┌────────

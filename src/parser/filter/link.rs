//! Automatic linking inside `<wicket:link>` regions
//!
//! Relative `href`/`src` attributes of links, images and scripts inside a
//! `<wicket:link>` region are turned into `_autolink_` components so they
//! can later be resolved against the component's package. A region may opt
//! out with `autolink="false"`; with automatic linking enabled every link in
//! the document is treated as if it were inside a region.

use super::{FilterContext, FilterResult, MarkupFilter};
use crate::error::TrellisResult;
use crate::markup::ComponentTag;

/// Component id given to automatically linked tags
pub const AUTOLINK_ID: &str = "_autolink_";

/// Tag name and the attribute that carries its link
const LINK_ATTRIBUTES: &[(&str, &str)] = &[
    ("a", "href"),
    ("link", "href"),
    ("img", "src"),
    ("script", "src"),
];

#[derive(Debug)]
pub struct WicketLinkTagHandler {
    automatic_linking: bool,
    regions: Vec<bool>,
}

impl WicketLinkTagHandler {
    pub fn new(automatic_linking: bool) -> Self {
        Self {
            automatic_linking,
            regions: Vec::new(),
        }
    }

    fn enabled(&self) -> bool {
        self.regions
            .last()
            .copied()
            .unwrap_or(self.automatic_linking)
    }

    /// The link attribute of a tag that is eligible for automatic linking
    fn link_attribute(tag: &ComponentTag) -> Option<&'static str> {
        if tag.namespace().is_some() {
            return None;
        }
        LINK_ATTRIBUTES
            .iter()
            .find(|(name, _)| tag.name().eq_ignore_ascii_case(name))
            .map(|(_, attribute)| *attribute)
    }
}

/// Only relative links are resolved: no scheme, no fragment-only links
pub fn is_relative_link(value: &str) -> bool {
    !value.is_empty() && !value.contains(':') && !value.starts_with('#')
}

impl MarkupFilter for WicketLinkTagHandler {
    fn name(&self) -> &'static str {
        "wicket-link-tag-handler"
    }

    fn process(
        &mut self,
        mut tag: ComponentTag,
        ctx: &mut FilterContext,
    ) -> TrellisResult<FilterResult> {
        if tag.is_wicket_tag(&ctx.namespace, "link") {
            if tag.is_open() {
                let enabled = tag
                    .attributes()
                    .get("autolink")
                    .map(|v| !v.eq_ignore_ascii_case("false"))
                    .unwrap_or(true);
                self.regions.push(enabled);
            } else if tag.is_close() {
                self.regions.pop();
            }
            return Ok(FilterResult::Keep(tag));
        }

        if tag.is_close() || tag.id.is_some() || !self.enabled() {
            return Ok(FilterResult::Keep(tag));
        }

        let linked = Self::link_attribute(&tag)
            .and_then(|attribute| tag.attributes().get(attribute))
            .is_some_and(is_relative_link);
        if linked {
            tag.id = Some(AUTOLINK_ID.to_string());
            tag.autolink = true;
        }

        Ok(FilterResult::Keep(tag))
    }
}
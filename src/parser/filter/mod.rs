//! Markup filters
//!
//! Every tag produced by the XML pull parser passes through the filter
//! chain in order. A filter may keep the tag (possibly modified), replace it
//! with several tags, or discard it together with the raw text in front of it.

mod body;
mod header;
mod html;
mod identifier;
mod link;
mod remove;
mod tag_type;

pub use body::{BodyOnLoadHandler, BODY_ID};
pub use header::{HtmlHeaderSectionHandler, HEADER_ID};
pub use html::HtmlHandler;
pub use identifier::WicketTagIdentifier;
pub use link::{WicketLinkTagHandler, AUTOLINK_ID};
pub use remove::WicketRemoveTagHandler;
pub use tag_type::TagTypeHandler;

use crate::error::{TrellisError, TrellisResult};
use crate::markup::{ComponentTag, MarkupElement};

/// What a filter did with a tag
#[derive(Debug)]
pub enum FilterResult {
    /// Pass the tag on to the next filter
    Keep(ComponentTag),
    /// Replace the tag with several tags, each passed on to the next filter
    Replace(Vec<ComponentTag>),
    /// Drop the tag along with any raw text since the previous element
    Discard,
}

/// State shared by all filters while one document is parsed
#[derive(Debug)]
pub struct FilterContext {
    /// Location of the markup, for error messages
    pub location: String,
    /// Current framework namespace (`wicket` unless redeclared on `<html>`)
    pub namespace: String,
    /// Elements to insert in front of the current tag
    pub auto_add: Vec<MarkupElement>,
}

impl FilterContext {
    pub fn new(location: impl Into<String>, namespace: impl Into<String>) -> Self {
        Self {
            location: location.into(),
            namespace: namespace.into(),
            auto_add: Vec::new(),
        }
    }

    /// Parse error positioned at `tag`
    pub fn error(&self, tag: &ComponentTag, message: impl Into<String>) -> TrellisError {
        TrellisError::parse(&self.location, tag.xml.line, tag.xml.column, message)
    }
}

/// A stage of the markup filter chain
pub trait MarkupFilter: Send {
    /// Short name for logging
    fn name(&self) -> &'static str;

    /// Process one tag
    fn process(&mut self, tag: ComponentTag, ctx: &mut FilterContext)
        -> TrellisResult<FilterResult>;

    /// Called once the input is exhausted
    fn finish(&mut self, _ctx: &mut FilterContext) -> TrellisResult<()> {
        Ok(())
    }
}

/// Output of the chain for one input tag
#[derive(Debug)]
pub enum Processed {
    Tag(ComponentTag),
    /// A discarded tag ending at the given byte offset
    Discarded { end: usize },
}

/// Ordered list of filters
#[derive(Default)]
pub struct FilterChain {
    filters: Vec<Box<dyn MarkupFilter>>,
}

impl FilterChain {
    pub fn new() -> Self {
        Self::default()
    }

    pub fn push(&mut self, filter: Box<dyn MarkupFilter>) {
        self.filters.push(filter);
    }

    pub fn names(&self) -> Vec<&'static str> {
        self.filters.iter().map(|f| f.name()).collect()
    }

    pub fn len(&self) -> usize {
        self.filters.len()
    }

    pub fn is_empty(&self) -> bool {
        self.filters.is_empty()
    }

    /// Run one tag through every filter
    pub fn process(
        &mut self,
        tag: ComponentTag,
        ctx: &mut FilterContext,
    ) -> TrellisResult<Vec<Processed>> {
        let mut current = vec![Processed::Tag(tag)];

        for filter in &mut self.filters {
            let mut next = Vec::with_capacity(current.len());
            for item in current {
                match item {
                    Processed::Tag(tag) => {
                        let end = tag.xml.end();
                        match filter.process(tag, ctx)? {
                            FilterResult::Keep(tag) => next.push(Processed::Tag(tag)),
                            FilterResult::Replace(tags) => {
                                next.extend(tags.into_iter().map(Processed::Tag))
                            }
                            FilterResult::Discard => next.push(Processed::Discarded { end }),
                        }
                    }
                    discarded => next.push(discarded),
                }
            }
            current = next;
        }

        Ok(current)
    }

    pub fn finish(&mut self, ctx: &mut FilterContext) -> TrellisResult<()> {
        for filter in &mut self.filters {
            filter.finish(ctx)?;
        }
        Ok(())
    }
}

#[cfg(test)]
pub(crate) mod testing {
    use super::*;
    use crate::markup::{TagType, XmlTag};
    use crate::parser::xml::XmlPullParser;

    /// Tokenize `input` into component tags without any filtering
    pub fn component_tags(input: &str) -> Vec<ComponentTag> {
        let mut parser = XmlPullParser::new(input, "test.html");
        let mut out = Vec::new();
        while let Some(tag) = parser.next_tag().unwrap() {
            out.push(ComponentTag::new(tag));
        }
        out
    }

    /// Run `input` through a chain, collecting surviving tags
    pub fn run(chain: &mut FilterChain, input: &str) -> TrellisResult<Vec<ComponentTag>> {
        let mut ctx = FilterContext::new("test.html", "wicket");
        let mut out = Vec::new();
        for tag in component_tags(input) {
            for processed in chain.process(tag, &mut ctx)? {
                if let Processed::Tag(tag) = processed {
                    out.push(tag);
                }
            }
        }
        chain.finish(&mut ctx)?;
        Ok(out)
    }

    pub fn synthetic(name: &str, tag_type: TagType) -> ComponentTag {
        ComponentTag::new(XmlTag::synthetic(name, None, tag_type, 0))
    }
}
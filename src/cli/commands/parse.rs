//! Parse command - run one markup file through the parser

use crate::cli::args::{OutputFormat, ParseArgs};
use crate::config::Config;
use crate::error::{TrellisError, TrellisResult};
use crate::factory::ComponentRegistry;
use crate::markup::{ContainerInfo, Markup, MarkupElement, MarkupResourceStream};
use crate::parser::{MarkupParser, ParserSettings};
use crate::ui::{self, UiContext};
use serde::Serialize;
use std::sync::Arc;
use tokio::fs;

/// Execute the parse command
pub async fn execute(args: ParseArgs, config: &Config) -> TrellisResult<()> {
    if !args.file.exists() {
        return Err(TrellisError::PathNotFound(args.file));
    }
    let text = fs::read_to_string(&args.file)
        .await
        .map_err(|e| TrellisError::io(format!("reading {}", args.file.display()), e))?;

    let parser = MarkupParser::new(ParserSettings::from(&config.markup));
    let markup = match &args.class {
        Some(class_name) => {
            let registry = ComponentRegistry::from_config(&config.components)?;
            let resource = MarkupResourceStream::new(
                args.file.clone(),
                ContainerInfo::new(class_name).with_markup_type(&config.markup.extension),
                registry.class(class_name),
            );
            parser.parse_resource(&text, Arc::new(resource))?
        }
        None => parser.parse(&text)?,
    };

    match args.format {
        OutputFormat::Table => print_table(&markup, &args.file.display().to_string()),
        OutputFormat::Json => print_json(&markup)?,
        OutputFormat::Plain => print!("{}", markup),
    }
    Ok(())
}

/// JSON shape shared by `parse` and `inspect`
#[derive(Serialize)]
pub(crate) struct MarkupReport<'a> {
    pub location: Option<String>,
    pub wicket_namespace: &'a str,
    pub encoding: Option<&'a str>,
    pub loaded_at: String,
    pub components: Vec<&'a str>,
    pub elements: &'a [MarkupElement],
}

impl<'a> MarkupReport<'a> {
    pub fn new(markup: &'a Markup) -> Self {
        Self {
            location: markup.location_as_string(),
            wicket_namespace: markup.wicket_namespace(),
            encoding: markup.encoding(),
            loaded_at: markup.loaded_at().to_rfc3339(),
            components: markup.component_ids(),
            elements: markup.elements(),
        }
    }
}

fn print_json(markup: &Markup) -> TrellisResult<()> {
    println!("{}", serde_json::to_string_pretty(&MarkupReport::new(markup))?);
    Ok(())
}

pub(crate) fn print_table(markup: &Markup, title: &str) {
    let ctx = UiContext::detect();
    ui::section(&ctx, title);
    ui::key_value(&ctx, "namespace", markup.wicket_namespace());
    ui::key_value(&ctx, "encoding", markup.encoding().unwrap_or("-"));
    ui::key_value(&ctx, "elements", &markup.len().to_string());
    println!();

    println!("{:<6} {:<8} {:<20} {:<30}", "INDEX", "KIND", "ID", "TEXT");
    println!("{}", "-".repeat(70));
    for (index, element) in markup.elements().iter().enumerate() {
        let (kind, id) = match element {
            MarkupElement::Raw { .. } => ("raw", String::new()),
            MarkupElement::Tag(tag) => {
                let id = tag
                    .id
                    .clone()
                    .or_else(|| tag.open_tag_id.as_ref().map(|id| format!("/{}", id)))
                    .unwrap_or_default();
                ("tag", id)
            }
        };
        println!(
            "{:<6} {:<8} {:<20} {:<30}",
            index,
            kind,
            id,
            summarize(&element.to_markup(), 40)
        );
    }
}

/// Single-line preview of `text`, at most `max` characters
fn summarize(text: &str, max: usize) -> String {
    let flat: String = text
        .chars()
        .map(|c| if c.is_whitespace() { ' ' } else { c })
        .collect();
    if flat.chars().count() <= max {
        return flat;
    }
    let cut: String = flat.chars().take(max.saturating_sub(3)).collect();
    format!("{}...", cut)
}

└────────

» WHAT THIS TASK INVOLVES
Look through the entries, and return every line that the word "ParseArgs" appears in.

» TASK OUTPUT
use crate::cli::args::{OutputFormat, ParseArgs};
pub async fn execute(args: ParseArgs, config: &Config) -> TrellisResult<()> {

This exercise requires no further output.